Davide Lajolo nel suo studio

Nel libro, tutto viene raccontato con intelligenza, leggerezza quando è il caso, gravità quando è richiesta (la sua adesione al Pci, i viaggi in treno Milano-Roma, i rapporti con Pasolini, i comizi davanti alle fabbriche, le passeggiate nel gelo di Torino con il malinconico Pavese divorato dal “vizio assurdo”, le scoperte di Mosca, Pechino, Sciangai - si scriveva così -, Parigi con Èluard, Sartre, Beauvoir). Sono contento di averlo riletto, trovato per caso nella ricca biblioteca degli scomparsi zii di Roberta, qui in Liguria, anch’essi intellettuali di sinistra: è una fortuna avere lasciti librari di tale classe. Scopro che il libro venne stampato nello stabilimento di via Rizzoli, a Milano, che conoscevo bene, di cui ho ancora l’odore nelle narici.
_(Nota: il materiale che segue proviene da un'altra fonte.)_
//! Form input validation.
//!
//! Runs before any persistence call: a rejected form never reaches the
//! database. Each check reports the offending field so the caller can render
//! the message next to it.

use crate::error::{PosError, PosResult};
use crate::models::{ExpenseInput, ProductInput};

const MAX_NAME_LEN: usize = 120;

/// Trim and require a non-empty name.
pub fn required_name(field: &'static str, value: &str) -> PosResult<String> {
    let trimmed = value.trim();
    if trimmed.is_empty() {
        return Err(PosError::validation(field, "is required"));
    }
    if trimmed.chars().count() > MAX_NAME_LEN {
        return Err(PosError::validation(
            field,
            format!("must be at most {MAX_NAME_LEN} characters"),
        ));
    }
    Ok(trimmed.to_string())
}

/// Parse a required, non-negative amount typed into a text field.
pub fn required_amount(field: &'static str, value: &str) -> PosResult<f64> {
    let trimmed = value.trim();
    if trimmed.is_empty() {
        return Err(PosError::validation(field, "is required"));
    }
    let numeric = trimmed
        .chars()
        .all(|c| c.is_ascii_digit() || c == '.')
        && trimmed.chars().any(|c| c.is_ascii_digit());
    if !numeric {
        return Err(PosError::validation(field, "only numbers are allowed"));
    }
    let amount: f64 = trimmed
        .parse()
        .map_err(|_| PosError::validation(field, "only numbers are allowed"))?;
    if !amount.is_finite() {
        return Err(PosError::validation(field, "only numbers are allowed"));
    }
    Ok(amount)
}

#[derive(Debug, Clone, PartialEq)]
pub struct ValidProduct {
    pub name: String,
    pub price: f64,
    pub category_ids: Vec<String>,
    pub image_url: Option<String>,
}

pub fn product(input: &ProductInput) -> PosResult<ValidProduct> {
    let name = required_name("name", &input.name)?;
    let price = required_amount("price", &input.price)?;

    let mut category_ids: Vec<String> = Vec::with_capacity(input.category_ids.len());
    for id in &input.category_ids {
        let id = id.trim();
        if !id.is_empty() && !category_ids.iter().any(|c| c == id) {
            category_ids.push(id.to_string());
        }
    }

    let image_url = input
        .image_url
        .as_deref()
        .map(str::trim)
        .filter(|u| !u.is_empty())
        .map(ToString::to_string);

    Ok(ValidProduct {
        name,
        price,
        category_ids,
        image_url,
    })
}

#[derive(Debug, Clone, PartialEq)]
pub struct ValidExpense {
    pub name: String,
    pub cost: f64,
}

pub fn expense(input: &ExpenseInput) -> PosResult<ValidExpense> {
    Ok(ValidExpense {
        name: required_name("name", &input.name)?,
        cost: required_amount("cost", &input.cost)?,
    })
}
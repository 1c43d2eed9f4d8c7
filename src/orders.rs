//! Stored order lines.
//!
//! One row per product per table. A line is *open* until it is committed
//! with `completed = true`, after which it belongs to the sales history.

use chrono::Utc;
use rusqlite::{params, Connection, Row};
use tracing::{debug, error};
use uuid::Uuid;

use crate::db::{self, DbState};
use crate::error::{PosError, PosResult};
use crate::feed::Collection;
use crate::identity::OwnerId;
use crate::models::{NewOrderLine, OrderLine, OrderLinePatch};
use crate::persistence::publish;

const LINE_COLUMNS: &str = "id, owner_id, table_id, product_id, name, price, quantity, completed,
     created_at, completed_at";

fn line_from_row(row: &Row<'_>) -> rusqlite::Result<OrderLine> {
    Ok(OrderLine {
        id: row.get(0)?,
        owner_id: row.get(1)?,
        table_id: row.get(2)?,
        product_id: row.get(3)?,
        name: row.get(4)?,
        price: row.get(5)?,
        quantity: row.get(6)?,
        completed: row.get(7)?,
        created_at: db::get_ts(row, 8)?,
        completed_at: db::get_opt_ts(row, 9)?,
    })
}

pub(crate) fn query_lines(conn: &Connection, owner: &OwnerId) -> PosResult<Vec<OrderLine>> {
    let sql = format!(
        "SELECT {LINE_COLUMNS} FROM order_lines WHERE owner_id = ?1 ORDER BY created_at, rowid"
    );
    let mut stmt = conn.prepare(&sql)?;
    let rows = stmt
        .query_map(params![owner.as_str()], line_from_row)?
        .collect::<Result<Vec<_>, _>>()?;
    Ok(rows)
}

pub fn list_order_lines(db: &DbState, owner: &OwnerId) -> PosResult<Vec<OrderLine>> {
    let conn = db.lock()?;
    query_lines(&conn, owner)
}

/// Open (not completed) lines of one table.
pub fn open_lines_for_table(
    db: &DbState,
    owner: &OwnerId,
    table_id: &str,
) -> PosResult<Vec<OrderLine>> {
    let conn = db.lock()?;
    let sql = format!(
        "SELECT {LINE_COLUMNS} FROM order_lines
         WHERE owner_id = ?1 AND table_id = ?2 AND completed = 0
         ORDER BY created_at, rowid"
    );
    let mut stmt = conn.prepare(&sql)?;
    let rows = stmt
        .query_map(params![owner.as_str(), table_id], line_from_row)?
        .collect::<Result<Vec<_>, _>>()?;
    Ok(rows)
}

pub fn insert_line(db: &DbState, owner: &OwnerId, new: &NewOrderLine) -> PosResult<OrderLine> {
    if new.quantity == 0 {
        return Err(PosError::validation("quantity", "must be positive"));
    }
    let now = Utc::now();
    let line = OrderLine {
        id: Uuid::new_v4().to_string(),
        owner_id: owner.as_str().to_string(),
        table_id: new.table_id.clone(),
        product_id: new.product_id.clone(),
        name: new.name.clone(),
        price: new.price,
        quantity: new.quantity,
        completed: new.completed,
        created_at: now,
        completed_at: new.completed.then_some(now),
    };
    {
        let conn = db.lock()?;
        conn.execute(
            "INSERT INTO order_lines (
                id, owner_id, table_id, product_id, name, price, quantity,
                completed, created_at, completed_at
            ) VALUES (?1, ?2, ?3, ?4, ?5, ?6, ?7, ?8, ?9, ?10)",
            params![
                line.id,
                line.owner_id,
                line.table_id,
                line.product_id,
                line.name,
                line.price,
                line.quantity,
                line.completed,
                db::ts_to_sql(&line.created_at),
                line.completed_at.as_ref().map(db::ts_to_sql),
            ],
        )
        .map_err(|e| {
            error!(table_id = %line.table_id, product_id = %line.product_id, "insert order line: {e}");
            PosError::from(e)
        })?;
        publish(db, &conn, owner, &[Collection::OrderLines]);
    }
    debug!(line_id = %line.id, quantity = line.quantity, completed = line.completed, "Order line inserted");
    Ok(line)
}

/// Apply a partial update. Completing a line stamps `completed_at` the first
/// time; reopening it clears the stamp.
pub fn update_line(
    db: &DbState,
    owner: &OwnerId,
    line_id: &str,
    patch: OrderLinePatch,
) -> PosResult<()> {
    if patch.quantity == Some(0) {
        return Err(PosError::validation("quantity", "must be positive"));
    }
    {
        let conn = db.lock()?;
        let now = db::ts_to_sql(&Utc::now());
        let changed = conn
            .execute(
                "UPDATE order_lines SET
                    quantity = COALESCE(?1, quantity),
                    completed = ?2,
                    completed_at = CASE WHEN ?2 THEN COALESCE(completed_at, ?3) ELSE NULL END
                 WHERE id = ?4 AND owner_id = ?5",
                params![patch.quantity, patch.completed, now, line_id, owner.as_str()],
            )
            .map_err(|e| {
                error!(line_id, "update order line: {e}");
                PosError::from(e)
            })?;
        if changed == 0 {
            return Err(PosError::not_found(format!("order line {line_id}")));
        }
        publish(db, &conn, owner, &[Collection::OrderLines]);
    }
    debug!(line_id, quantity = ?patch.quantity, completed = patch.completed, "Order line updated");
    Ok(())
}

pub fn delete_line(db: &DbState, owner: &OwnerId, line_id: &str) -> PosResult<()> {
    {
        let conn = db.lock()?;
        let changed = conn
            .execute(
                "DELETE FROM order_lines WHERE id = ?1 AND owner_id = ?2",
                params![line_id, owner.as_str()],
            )
            .map_err(|e| {
                error!(line_id, "delete order line: {e}");
                PosError::from(e)
            })?;
        if changed == 0 {
            return Err(PosError::not_found(format!("order line {line_id}")));
        }
        publish(db, &conn, owner, &[Collection::OrderLines]);
    }
    debug!(line_id, "Order line deleted");
    Ok(())
}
Era nei sotterranei della casa editrice, il celebre “grattacielo coricato” nei pressi del Parco Lambro, proprio in questi giorni in via di demolizione. Le ruspe stanno buttando giù - per far posto alla Milano che si rinnova - l’edificio dove ho lavorato per anni da giornalista, dal 1979, una volta lasciato ‘Il Giorno’: a Novella 2000, a 7 del Corriere della Sera, ad Amica. E mi viene da sorridere: anche il palazzo de ‘Il Giorno’ in via Fava, quartiere Greco, dove lessi Lajolo di notte, tra una bozza e l’altra, è stato demolito da non molto. Guardo quindi il volumetto, che ha perso la sovracoperta, come un prezioso fossile rinvenuto tra le macerie. E auguro a tutti una buona settimana di Ferragosto.